BEGIN Input material

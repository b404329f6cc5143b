use chrono::{DateTime, Utc};

use calyx_core::config::{ExpansionLimits, RecurrenceConfig, ZeroInstancePolicy};
use calyx_rfc::rfc::ical::core::{EventDuration, EventTime, RecurrenceId};
use calyx_rfc::rfc::ical::expand::TimeZoneResolver;
use calyx_service::caldav::model::{MasterEvent, OverrideField, Override};
use calyx_service::caldav::notify::{ChangeKind, CollectingChangeSink};
use calyx_service::caldav::recurrence::{ExpansionWindow, InvalidOverrideReason};
use calyx_service::caldav::service::{
    RecurrenceContext, add_event, get_occurrence, get_recurrences, remove_event, update_event,
};
use calyx_service::caldav::store::{MemoryStore, RecurrenceStore};
use calyx_service::error::ServiceError;

fn value(text: &str) -> EventTime {
    text.parse().expect("valid value")
}

fn instant(text: &str) -> DateTime<Utc> {
    value(text).naive().and_utc()
}

fn rid(text: &str) -> RecurrenceId {
    text.parse().expect("valid rid")
}

fn standup() -> MasterEvent {
    MasterEvent::new("standup@example.com", value("20240101T090000Z"))
        .with_duration(EventDuration::minutes(15))
        .with_summary("Standup")
        .with_rrule("FREQ=DAILY;COUNT=10".parse().expect("valid rule"))
}

fn stored_ids(store: &MemoryStore, master: &MasterEvent) -> Vec<String> {
    let id = store.master_by_uid(&master.uid).expect("stored");
    store
        .instances(id)
        .into_iter()
        .map(|instance| instance.recurrence_id.to_string())
        .collect()
}

#[test_log::test]
fn fast_path_and_full_expansion_agree() {
    let resolver = TimeZoneResolver::new();
    let ctx = RecurrenceContext::with_resolver(&resolver);
    let sink = CollectingChangeSink::new();

    let note = Override::new(rid("20240104T090000Z")).with_summary("Demo day");
    let edited = standup()
        .with_exdate(value("20240103T090000Z"))
        .with_exdate(value("20240104T090000Z"))
        .with_rdate(value("20240120T090000Z"));

    // incremental: add, then edit only dates
    let mut fast = MemoryStore::new();
    let fast_id = add_event(&mut fast, &sink, &ctx, standup(), vec![note.clone()])
        .expect("add")
        .master_id;
    let fast_outcome =
        update_event(&mut fast, &sink, &ctx, fast_id, edited.clone(), Vec::new()).expect("update");
    assert!(fast_outcome.fast_path);

    // full: a fresh store receiving the edited master directly
    let mut full = MemoryStore::new();
    add_event(&mut full, &sink, &ctx, edited.clone(), Vec::new()).expect("add");

    assert_eq!(stored_ids(&fast, &edited), stored_ids(&full, &edited));
    assert_eq!(stored_ids(&fast, &edited).len(), 9);
    assert_eq!((fast_outcome.added, fast_outcome.removed), (1, 2));
}

#[test_log::test]
fn rule_change_expands_again_and_keeps_matching_overrides() {
    let resolver = TimeZoneResolver::new();
    let ctx = RecurrenceContext::with_resolver(&resolver);
    let mut store = MemoryStore::new();
    let sink = CollectingChangeSink::new();

    let late = Override::new(rid("20240109T090000Z")).with_summary("Late");
    let early = Override::new(rid("20240102T090000Z")).with_summary("Early");
    let master_id = add_event(&mut store, &sink, &ctx, standup(), vec![late, early.clone()])
        .expect("add")
        .master_id;
    sink.take();

    let mut shorter = standup();
    shorter.rrules = vec!["FREQ=DAILY;COUNT=5".parse().expect("valid rule")];
    let outcome =
        update_event(&mut store, &sink, &ctx, master_id, shorter, Vec::new()).expect("update");

    assert!(!outcome.fast_path);
    assert_eq!(outcome.removed, 5);
    assert_eq!(
        store
            .instance(master_id, &rid("20240102T090000Z"))
            .and_then(|instance| instance.overrides.clone()),
        Some(early)
    );
    assert!(store.instance(master_id, &rid("20240109T090000Z")).is_none());

    let changes = sink.take();
    assert_eq!(changes.len(), 5);
    assert!(changes.iter().all(|change| change.kind == ChangeKind::Removed));
}

#[test_log::test]
fn moving_dtstart_moves_every_instance() {
    let resolver = TimeZoneResolver::new();
    let ctx = RecurrenceContext::with_resolver(&resolver);
    let mut store = MemoryStore::new();
    let sink = CollectingChangeSink::new();
    let master_id = add_event(&mut store, &sink, &ctx, standup(), Vec::new())
        .expect("add")
        .master_id;

    let mut later = standup();
    later.start = value("20240101T100000Z");
    let outcome =
        update_event(&mut store, &sink, &ctx, master_id, later, Vec::new()).expect("update");

    // recurrence-ids are nominal starts, so every one is replaced
    assert_eq!((outcome.added, outcome.removed), (10, 10));
    assert!(store.instance(master_id, &rid("20240101T100000Z")).is_some());
}

#[test_log::test]
fn pending_overrides_on_update() {
    let resolver = TimeZoneResolver::new();
    let ctx = RecurrenceContext::with_resolver(&resolver);
    let mut store = MemoryStore::new();
    let sink = CollectingChangeSink::new();
    let master_id = add_event(&mut store, &sink, &ctx, standup(), Vec::new())
        .expect("add")
        .master_id;

    let mut cleared = Override::new(rid("20240105T090000Z"));
    cleared.summary = OverrideField::Cleared;
    let stray = Override::new(rid("20240301T090000Z")).with_summary("Nope");

    let outcome = update_event(
        &mut store,
        &sink,
        &ctx,
        master_id,
        standup(),
        vec![cleared, stray],
    )
    .expect("update");

    assert!(outcome.fast_path);
    assert_eq!(outcome.updated, 1);
    assert_eq!(outcome.invalid_overrides.len(), 1);
    assert_eq!(
        outcome.invalid_overrides[0].reason,
        InvalidOverrideReason::NoSuchOccurrence
    );

    let view = get_occurrence(&store, &ctx, master_id, &rid("20240105T090000Z")).expect("view");
    assert_eq!(view.summary, None);
    assert!(view.overridden);
}

#[test_log::test]
fn update_to_empty_set_respects_policy() {
    let resolver = TimeZoneResolver::new();
    let sink = CollectingChangeSink::new();
    let single = MasterEvent::new("once@example.com", value("20240101T090000Z"))
        .with_rrule("FREQ=DAILY;COUNT=2".parse().expect("valid rule"));
    let emptied = single
        .clone()
        .with_exdate(value("20240101T090000Z"))
        .with_exdate(value("20240102T090000Z"));

    let reject = RecurrenceContext::with_resolver(&resolver);
    let mut store = MemoryStore::new();
    let master_id = add_event(&mut store, &sink, &reject, single.clone(), Vec::new())
        .expect("add")
        .master_id;
    let err = update_event(&mut store, &sink, &reject, master_id, emptied.clone(), Vec::new())
        .expect_err("rejected");
    assert!(matches!(err, ServiceError::NoInstancesForRecurringEvent { .. }));
    assert_eq!(store.instances(master_id).len(), 2);
    assert_eq!(store.master(master_id).map(|m| m.exdates.len()), Some(0));

    let demote = reject.with_policy(ZeroInstancePolicy::Demote);
    let outcome = update_event(&mut store, &sink, &demote, master_id, emptied, Vec::new())
        .expect("demoted");
    assert!(outcome.demoted);
    assert_eq!(outcome.removed, 2);
    assert!(store.instances(master_id).is_empty());
    assert!(store.master(master_id).is_some_and(|m| !m.is_recurring()));
}

#[test_log::test]
fn principal_limits_bound_materialization() {
    let resolver = TimeZoneResolver::new();
    let config = RecurrenceConfig {
        principals: [(
            "intern".to_owned(),
            calyx_core::config::PrincipalLimits {
                max_years: None,
                max_instances: Some(3),
            },
        )]
        .into_iter()
        .collect(),
        ..RecurrenceConfig::default()
    };
    let ctx = RecurrenceContext::from_config(&config, Some("intern"), &resolver).expect("context");
    assert_eq!(
        ctx.limits,
        ExpansionLimits {
            max_years: 10,
            max_instances: 3
        }
    );

    let mut store = MemoryStore::new();
    let sink = CollectingChangeSink::new();
    let outcome = add_event(&mut store, &sink, &ctx, standup(), Vec::new()).expect("add");
    assert_eq!(outcome.added, 3);
}

#[test_log::test]
fn window_queries_and_removal() {
    let resolver = TimeZoneResolver::new();
    let ctx = RecurrenceContext::with_resolver(&resolver);
    let mut store = MemoryStore::new();
    let sink = CollectingChangeSink::new();
    let master_id = add_event(&mut store, &sink, &ctx, standup(), Vec::new())
        .expect("add")
        .master_id;

    let window = ExpansionWindow::between(instant("20240103T000000Z"), instant("20240105T000000Z"));
    let visible = get_recurrences(&store, &ctx, master_id, &window).expect("query");
    let ids: Vec<&str> = visible.iter().map(|o| o.recurrence_id.as_str()).collect();
    assert_eq!(ids, ["20240103T090000Z", "20240104T090000Z"]);

    sink.take();
    remove_event(&mut store, &sink, master_id).expect("remove");
    assert_eq!(sink.take().len(), 10);
    assert!(matches!(
        get_recurrences(&store, &ctx, master_id, &window),
        Err(ServiceError::NotFound(_))
    ));
}
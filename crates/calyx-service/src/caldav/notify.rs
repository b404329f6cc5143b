//! Per-instance change notifications emitted by the save workflows.

use std::sync::Mutex;

use serde::Serialize;

use calyx_rfc::rfc::ical::core::RecurrenceId;

use super::model::MasterId;

#[derive(Debug, Clone, Copy, PartialEq, Eq, Hash, Serialize)]
#[serde(rename_all = "snake_case")]
pub enum ChangeKind {
    Added,
    Updated,
    Removed,
}

/// One instance-level change of a recurring event.
#[derive(Debug, Clone, PartialEq, Eq, Serialize)]
pub struct InstanceChange {
    pub kind: ChangeKind,
    pub master_id: MasterId,
    pub recurrence_id: RecurrenceId,
}

/// Receiver of instance changes, called after the store committed them.
pub trait ChangeSink {
    fn notify(&self, change: &InstanceChange);
}

/// Logs every change at info level.
#[derive(Debug, Default, Clone, Copy)]
pub struct TracingChangeSink;

impl ChangeSink for TracingChangeSink {
    fn notify(&self, change: &InstanceChange) {
        tracing::info!(
            kind = ?change.kind,
            master_id = %change.master_id,
            recurrence_id = %change.recurrence_id,
            "Instance changed"
        );
    }
}

/// Buffers changes in memory until taken.
#[derive(Debug, Default)]
pub struct CollectingChangeSink {
    changes: Mutex<Vec<InstanceChange>>,
}

impl CollectingChangeSink {
    #[must_use]
    pub fn new() -> Self {
        Self::default()
    }

    /// Drains everything collected so far.
    pub fn take(&self) -> Vec<InstanceChange> {
        self.changes
            .lock()
            .map(|mut changes| std::mem::take(&mut *changes))
            .unwrap_or_default()
    }
}

impl ChangeSink for CollectingChangeSink {
    fn notify(&self, change: &InstanceChange) {
        if let Ok(mut changes) = self.changes.lock() {
            changes.push(change.clone());
        }
    }
}

#[cfg(test)]
mod tests {
    use super::*;

    #[test_log::test]
    fn collecting_sink_drains() {
        let sink = CollectingChangeSink::new();
        let change = InstanceChange {
            kind: ChangeKind::Added,
            master_id: MasterId::new(),
            recurrence_id: "20240101T090000Z".parse().expect("valid rid"),
        };
        sink.notify(&change);
        TracingChangeSink.notify(&change);

        assert_eq!(sink.take(), vec![change]);
        assert!(sink.take().is_empty());
    }

    #[test]
    fn change_serializes_kind_in_snake_case() {
        let change = InstanceChange {
            kind: ChangeKind::Removed,
            master_id: MasterId::new(),
            recurrence_id: "20240101".parse().expect("valid rid"),
        };
        let json = serde_json::to_value(&change).expect("serializable");
        assert_eq!(json["kind"], "removed");
        assert_eq!(json["recurrence_id"], "20240101");
    }
}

END Input material

### Work to be completed
Return only the number of lines in the data above that hold the word "DateTime".

### Answer for the task
2